Ad 2. De BSE-bepaling is een vaak door de huisarts zelf uitgevoerd bloedonderzoek en wordt vooral benut in het kader van de meer oriënterende diagnostiek. Deze twee typische eerstelijns-aspecten rechtvaardigen reeds het uitgevoerde reproduceerbaarheidsonderzoek. De gevonden klinisch relevante verschillen benadrukken dit nog eens achteraf. Daarnaast zijn het onderzoek en de verslaglegging ervan belangrijk in het kader van: (1) het toetsen van het dagelijks handelen van de huisarts; (2) de ontwikkelingen op het gebied van het zogeheten standaardenbeleid; (3) de voorzichtige trend naar decentralisatie van laboratoriumonderzoek, dat wil zeggen het meer in eigen beheer door de huisarts verrichten van diverse bepalingen, zoals leverfuncties.

Tot slot moet bedacht worden dat een onderzoek in deze vorm niet eerder plaatsvond, en dat soms ook bij ‘simpele’ bepalingen blijkbaar nog veel vragen niet beantwoord zijn.

Ad 3. Inhoudelijk is deze opmerking niet juist.

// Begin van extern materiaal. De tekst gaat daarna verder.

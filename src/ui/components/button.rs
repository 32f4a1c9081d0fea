//! Button component for TUI

use ratatui::{
    layout::Rect,
    style::{Color, Modifier, Style},
    widgets::{Block, Borders, Paragraph},
    Frame,
};

/// Button height in rows (top border + content + bottom border)
pub const BUTTON_HEIGHT: u16 = 3;

/// Render a generic button with border
pub fn render_button(
    frame: &mut Frame,
    area: Rect,
    content: &str,
    is_selected: bool,
    is_enabled: bool,
) {
    let border_style = if is_selected && is_enabled {
        Style::default().fg(Color::Cyan)
    } else {
        Style::default().fg(Color::DarkGray)
    };

    let text_style = if !is_enabled {
        Style::default().fg(Color::DarkGray)
    } else if is_selected {
        Style::default()
            .fg(Color::Cyan)
            .add_modifier(Modifier::BOLD)
    } else {
        Style::default()
    };

    let paragraph = Paragraph::new(format!(" {content} ")).style(text_style);
    let block = Block::default()
        .borders(Borders::ALL)
        .border_style(border_style);

    frame.render_widget(paragraph.block(block), area);
}

/// Render a sidebar menu entry; `is_current` marks the open route
pub fn render_sidebar_button(
    frame: &mut Frame,
    area: Rect,
    label: &str,
    is_selected: bool,
    is_current: bool,
) {
    let content = if is_current {
        format!("▸ {label}")
    } else {
        format!("  {label}")
    };
    render_button(frame, area, &content, is_selected, true);
}
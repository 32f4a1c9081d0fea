//! Dialog components for TUI

mod base;
mod error_dialog;
mod outcome_dialog;
mod priority_dialog;

pub use error_dialog::render_error_dialog;
pub use outcome_dialog::{render_outcome_dialog, render_pending_dialog};
pub use priority_dialog::render_priority_dialog;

Het artikel vermeldt een aantal voorlopige conclusies en hypothesen ten aanzien van de aan de gevonden verschillen ten grondslag liggende factoren. Een interventiestudie ter toetsing van deze hypothesen werd aanbevolen. Deze interventiestudie is inmiddels goeddeels uitgevoerd en verslaglegging van de resultaten zal binnenkort volgen.

Ad 4. Deze opmerking is in strijd met de vorige; blijkbaar kan nu wel een conclusie aangehaald worden. Deze conclusie is echter te verregaand en komt niet in het artikel voor. Ook het reeds genoemde interventie-onderzoek richt zich in eerste instantie op de bepalingstechnische condities waaronder de BSE gemeten wordt en zal vooralsnog geen conclusie toelaten ten aanzien van de invloed die de routine van de praktijkassistenten heeft op de onderzochte variatie. Er zij overigens opgemerkt dat het in ons onderzoek allen zeer geroutineerde assistenten betreft.

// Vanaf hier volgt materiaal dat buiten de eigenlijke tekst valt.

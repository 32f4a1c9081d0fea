//! Form field descriptors and value objects

use super::validation::{validate, Rule, ValidationResult};
use std::path::{Path, PathBuf};

/// One selectable option of a choice field
#[derive(Debug, Clone, Copy, PartialEq, Eq)]
pub struct ChoiceOption {
    /// Value submitted to the backend
    pub value: &'static str,
    /// Text shown to the user
    pub label: &'static str,
}

impl ChoiceOption {
    pub const fn new(value: &'static str, label: &'static str) -> Self {
        Self { value, label }
    }
}

/// How a field is edited and rendered
#[derive(Debug, Clone, Copy, PartialEq, Eq)]
pub enum FieldKind {
    Text,
    Multiline,
    /// Masked input (passwords)
    Secret,
    /// Path to a local file that is attached on submit
    File,
    Choice {
        options: &'static [ChoiceOption],
        /// Whether an "Other" entry with free text follows the options
        allow_other: bool,
    },
    Checkbox,
}

/// Static definition of a single form field
#[derive(Debug, Clone, Copy, PartialEq, Eq)]
pub struct FieldDescriptor {
    pub id: &'static str,
    pub label: &'static str,
    pub kind: FieldKind,
    pub rules: &'static [Rule],
}

impl FieldDescriptor {
    /// Initial value for this field's kind
    pub fn default_value(&self) -> FieldValue {
        match self.kind {
            FieldKind::Text | FieldKind::Multiline | FieldKind::Secret => {
                FieldValue::Text(String::new())
            }
            FieldKind::File => FieldValue::File(None),
            FieldKind::Choice { .. } => FieldValue::Choice(String::new()),
            FieldKind::Checkbox => FieldValue::Flag(false),
        }
    }
}

/// A local file selected for upload
#[derive(Debug, Clone, PartialEq, Eq)]
pub struct Attachment {
    pub path: PathBuf,
    pub name: String,
}

impl Attachment {
    pub fn new(path: PathBuf) -> Self {
        let name = path
            .file_name()
            .map(|n| n.to_string_lossy().into_owned())
            .unwrap_or_default();
        Self { path, name }
    }

    /// MIME type guessed from the file extension
    pub fn mime_type(&self) -> &'static str {
        let ext = self
            .path
            .extension()
            .and_then(|e| e.to_str())
            .map(|e| e.to_ascii_lowercase());
        match ext.as_deref() {
            Some("png") => "image/png",
            Some("jpg") | Some("jpeg") => "image/jpeg",
            Some("gif") => "image/gif",
            Some("webp") => "image/webp",
            Some("bmp") => "image/bmp",
            Some("svg") => "image/svg+xml",
            Some("pdf") => "application/pdf",
            _ => "application/octet-stream",
        }
    }
}

/// Type-safe field values
#[derive(Debug, Clone, PartialEq, Eq)]
pub enum FieldValue {
    Text(String),
    File(Option<Attachment>),
    /// Selected option value, empty when nothing is selected
    Choice(String),
    /// Free text entered after picking "Other"
    Other(String),
    Flag(bool),
}

impl Default for FieldValue {
    fn default() -> Self {
        FieldValue::Text(String::new())
    }
}

impl FieldValue {
    /// Text that would be submitted for this value
    pub fn submitted_text(&self) -> &str {
        match self {
            FieldValue::Text(s) | FieldValue::Choice(s) | FieldValue::Other(s) => s,
            FieldValue::File(_) => "",
            FieldValue::Flag(true) => "true",
            FieldValue::Flag(false) => "",
        }
    }

    pub fn attachment(&self) -> Option<&Attachment> {
        match self {
            FieldValue::File(attachment) => attachment.as_ref(),
            _ => None,
        }
    }
}

/// Represents a single form field with its definition and current value
#[derive(Debug, Clone)]
pub struct FormField {
    pub descriptor: &'static FieldDescriptor,
    pub value: FieldValue,
    /// Validation messages are only shown once a field has been touched
    pub touched: bool,
    /// Path being typed into a file field before it is attached
    pub path_input: String,
}

impl FormField {
    pub fn new(descriptor: &'static FieldDescriptor) -> Self {
        Self {
            descriptor,
            value: descriptor.default_value(),
            touched: false,
            path_input: String::new(),
        }
    }

    pub fn id(&self) -> &'static str {
        self.descriptor.id
    }

    pub fn label(&self) -> &'static str {
        self.descriptor.label
    }

    pub fn is_multiline(&self) -> bool {
        matches!(self.descriptor.kind, FieldKind::Multiline)
    }

    pub fn validate(&self) -> ValidationResult {
        validate(self.descriptor, &self.value)
    }

    /// Message to display inline, if the field was touched and is invalid
    pub fn visible_error(&self) -> Option<String> {
        if self.touched {
            self.validate().message
        } else {
            None
        }
    }

    /// Get the text value (empty for files and flags)
    pub fn as_text(&self) -> &str {
        self.value.submitted_text()
    }

    #[cfg(test)]
    pub fn set_text(&mut self, value: impl Into<String>) {
        self.value = FieldValue::Text(value.into());
    }

    /// Push a character to the field value
    pub fn push_char(&mut self, c: char) {
        match &mut self.value {
            FieldValue::Text(s) | FieldValue::Other(s) => s.push(c),
            // Editing the path drops the attachment until it is confirmed again
            FieldValue::File(attached) => {
                *attached = None;
                self.path_input.push(c);
            }
            FieldValue::Flag(flag) => {
                if c == ' ' {
                    *flag = !*flag;
                }
            }
            // Choices are changed with the arrow keys
            FieldValue::Choice(_) => {}
        }
    }

    /// Remove the last character from the field value
    pub fn pop_char(&mut self) {
        match &mut self.value {
            FieldValue::Text(s) => {
                s.pop();
            }
            FieldValue::Other(s) => {
                // Backspacing an empty "Other" entry returns to the option list
                if s.pop().is_none() {
                    self.value = FieldValue::Choice(String::new());
                }
            }
            FieldValue::File(attached) => {
                *attached = None;
                self.path_input.pop();
            }
            FieldValue::Choice(_) | FieldValue::Flag(_) => {}
        }
    }

    /// Attach the file named by `path_input`, returning false if it isn't a file
    pub fn attach_typed_path(&mut self) -> bool {
        if !matches!(self.descriptor.kind, FieldKind::File) {
            return false;
        }
        let path = Path::new(self.path_input.trim());
        if path.is_file() {
            self.value = FieldValue::File(Some(Attachment::new(path.to_path_buf())));
            true
        } else {
            self.value = FieldValue::File(None);
            false
        }
    }

    #[cfg(test)]
    pub fn attach(&mut self, attachment: Attachment) {
        self.path_input = attachment.path.to_string_lossy().into_owned();
        self.value = FieldValue::File(Some(attachment));
    }

    /// Cycle a choice field forward (`step = 1`) or backward (`step = -1`).
    ///
    /// The cycle is: nothing selected, each option, then "Other" when allowed.
    pub fn cycle_choice(&mut self, step: isize) {
        let FieldKind::Choice {
            options,
            allow_other,
        } = self.descriptor.kind
        else {
            return;
        };
        let slots = options.len() + usize::from(allow_other) + 1;
        let current = match &self.value {
            FieldValue::Choice(v) => options
                .iter()
                .position(|o| o.value == v.as_str())
                .map(|i| i + 1)
                .unwrap_or(0),
            FieldValue::Other(_) => options.len() + 1,
            _ => 0,
        };
        let next = (current as isize + step).rem_euclid(slots as isize) as usize;
        self.value = match next {
            0 => FieldValue::Choice(String::new()),
            n if n <= options.len() => FieldValue::Choice(options[n - 1].value.to_string()),
            _ => FieldValue::Other(String::new()),
        };
    }

    /// Label of the selected choice, if any
    pub fn selected_label(&self) -> Option<&'static str> {
        let FieldKind::Choice { options, .. } = self.descriptor.kind else {
            return None;
        };
        match &self.value {
            FieldValue::Choice(v) => options.iter().find(|o| o.value == v.as_str()).map(|o| o.label),
            FieldValue::Other(_) => Some("Other"),
            _ => None,
        }
    }

    /// Restore the default value
    pub fn clear(&mut self) {
        self.value = self.descriptor.default_value();
        self.touched = false;
        self.path_input.clear();
    }

    /// Get the display value for rendering
    pub fn display_value(&self) -> String {
        match (&self.descriptor.kind, &self.value) {
            (FieldKind::Secret, FieldValue::Text(s)) => "•".repeat(s.chars().count()),
            (_, FieldValue::Text(s)) => s.clone(),
            (_, FieldValue::File(Some(attachment))) => {
                format!("{} ({})", attachment.name, attachment.mime_type())
            }
            (_, FieldValue::File(None)) => self.path_input.clone(),
            (_, FieldValue::Choice(_)) => match self.selected_label() {
                Some(label) => format!("◂ {label} ▸"),
                None => "◂ Select ▸".to_string(),
            },
            (_, FieldValue::Other(s)) => format!("Other: {s}"),
            (_, FieldValue::Flag(checked)) => {
                let mark = if *checked { "[x]" } else { "[ ]" };
                format!("{mark} {}", self.descriptor.label)
            }
        }
    }
}

#[cfg(test)]
mod tests {
    use super::*;

    static NAME: FieldDescriptor = FieldDescriptor {
        id: "name",
        label: "Name",
        kind: FieldKind::Text,
        rules: &[Rule::Required("Name is required")],
    };

    static PASSWORD: FieldDescriptor = FieldDescriptor {
        id: "password",
        label: "Password",
        kind: FieldKind::Secret,
        rules: &[],
    };

    static PHOTO: FieldDescriptor = FieldDescriptor {
        id: "photo",
        label: "Photo Upload",
        kind: FieldKind::File,
        rules: &[Rule::FileSelected("Photo is required")],
    };

    static PRIORITY: FieldDescriptor = FieldDescriptor {
        id: "priority",
        label: "Priority",
        kind: FieldKind::Choice {
            options: &[ChoiceOption::new("low", "Low"), ChoiceOption::new("high", "High")],
            allow_other: false,
        },
        rules: &[Rule::OneOf("Please select a priority level")],
    };

    static ISSUE_TYPE: FieldDescriptor = FieldDescriptor {
        id: "issueType",
        label: "Issue Type",
        kind: FieldKind::Choice {
            options: &[ChoiceOption::new("Desktop", "Desktop")],
            allow_other: true,
        },
        rules: &[Rule::OneOf("Please select the issue type")],
    };

    static TERMS: FieldDescriptor = FieldDescriptor {
        id: "terms",
        label: "I agree to the Terms",
        kind: FieldKind::Checkbox,
        rules: &[],
    };

    #[test]
    fn test_default_values_per_kind() {
        assert_eq!(NAME.default_value(), FieldValue::Text(String::new()));
        assert_eq!(PHOTO.default_value(), FieldValue::File(None));
        assert_eq!(PRIORITY.default_value(), FieldValue::Choice(String::new()));
        assert_eq!(TERMS.default_value(), FieldValue::Flag(false));
    }

    #[test]
    fn test_push_and_pop_text() {
        let mut field = FormField::new(&NAME);
        field.push_char('J');
        field.push_char('o');
        assert_eq!(field.as_text(), "Jo");
        field.pop_char();
        assert_eq!(field.as_text(), "J");
    }

    #[test]
    fn test_secret_is_masked() {
        let mut field = FormField::new(&PASSWORD);
        field.set_text("hunter2");
        assert_eq!(field.display_value(), "•••••••");
        assert_eq!(field.as_text(), "hunter2");
    }

    #[test]
    fn test_visible_error_only_after_touch() {
        let mut field = FormField::new(&NAME);
        assert!(field.visible_error().is_none());
        field.touched = true;
        assert_eq!(field.visible_error().as_deref(), Some("Name is required"));
    }

    #[test]
    fn test_attach_typed_path_missing_file() {
        let mut field = FormField::new(&PHOTO);
        for c in "/definitely/not/here.png".chars() {
            field.push_char(c);
        }
        assert!(!field.attach_typed_path());
        assert_eq!(field.value, FieldValue::File(None));
    }

    #[test]
    fn test_attach_typed_path_existing_file() {
        let file = tempfile::Builder::new().suffix(".png").tempfile().unwrap();
        let mut field = FormField::new(&PHOTO);
        field.path_input = file.path().to_string_lossy().into_owned();
        assert!(field.attach_typed_path());
        let attachment = field.value.attachment().unwrap();
        assert_eq!(attachment.mime_type(), "image/png");
        assert!(field.validate().valid);
    }

    #[test]
    fn test_editing_path_drops_attachment() {
        let file = tempfile::Builder::new().suffix(".png").tempfile().unwrap();
        let mut field = FormField::new(&PHOTO);
        field.path_input = file.path().to_string_lossy().into_owned();
        assert!(field.attach_typed_path());

        field.push_char('x');
        assert_eq!(field.value, FieldValue::File(None));
        assert!(!field.validate().valid);
        assert!(field.display_value().ends_with(".pngx"));

        field.pop_char();
        assert_eq!(field.value, FieldValue::File(None));
        assert!(field.attach_typed_path());
        assert!(field.value.attachment().is_some());
    }

    #[test]
    fn test_mime_type_from_extension() {
        assert_eq!(Attachment::new("a/B.JPG".into()).mime_type(), "image/jpeg");
        assert_eq!(Attachment::new("sig.webp".into()).mime_type(), "image/webp");
        assert_eq!(
            Attachment::new("blob".into()).mime_type(),
            "application/octet-stream"
        );
    }

    #[test]
    fn test_cycle_choice_wraps_through_empty() {
        let mut field = FormField::new(&PRIORITY);
        field.cycle_choice(1);
        assert_eq!(field.value, FieldValue::Choice("low".into()));
        field.cycle_choice(1);
        assert_eq!(field.value, FieldValue::Choice("high".into()));
        field.cycle_choice(1);
        assert_eq!(field.value, FieldValue::Choice(String::new()));
        field.cycle_choice(-1);
        assert_eq!(field.value, FieldValue::Choice("high".into()));
    }

    #[test]
    fn test_cycle_choice_reaches_other() {
        let mut field = FormField::new(&ISSUE_TYPE);
        field.cycle_choice(-1);
        assert_eq!(field.value, FieldValue::Other(String::new()));
        field.push_char('S');
        assert_eq!(field.as_text(), "S");
        assert_eq!(field.selected_label(), Some("Other"));
    }

    #[test]
    fn test_backspace_on_empty_other_returns_to_options() {
        let mut field = FormField::new(&ISSUE_TYPE);
        field.value = FieldValue::Other(String::new());
        field.pop_char();
        assert_eq!(field.value, FieldValue::Choice(String::new()));
    }

    #[test]
    fn test_checkbox_toggles_on_space() {
        let mut field = FormField::new(&TERMS);
        field.push_char(' ');
        assert_eq!(field.value, FieldValue::Flag(true));
        assert_eq!(field.display_value(), "[x] I agree to the Terms");
    }

    #[test]
    fn test_clear_restores_default() {
        let mut field = FormField::new(&PRIORITY);
        field.cycle_choice(1);
        field.touched = true;
        field.clear();
        assert_eq!(field.value, FieldValue::Choice(String::new()));
        assert!(!field.touched);
    }
}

Een bijkomend aspect is nog de mogelijke invloed die het transport van de bloedmonsters heeft op de variatie in de gemeten BSE-waarden. Deze invloed wordt in het interventie-onderzoek tevens bestudeerd.

Ad 5. Een recente publikatie spreekt het verdringen van BSE door C-reactieve proteïne-bepaling tegen; in de diagnostiek van inflammatoire aandoeningen en maligniteiten bleek het onderscheidende vermogen van beide bepalingen weinig van elkaar te verschillen (sensitiviteit respectievelijk 61 en 60%, specificiteit 83 en 84%).1 Dit onderzoek vond plaats in een (poli)klinische setting.1 Het onderscheidende vermogen van de BSE-bepaling voor de huisarts wordt op dit moment door ons onderzocht.

G.J. Dinant
J.A. Knottnerus
J.W.J. van Wersch
J.P.H. Dolhain
Literatuur
  1. Calvin J, Neale G. Fotherby KJ, Price CP. The relative merits of acute phase proteins in the recognition of inflammatory conditions. Ann Clin Biochem 1988; 25: 60-6.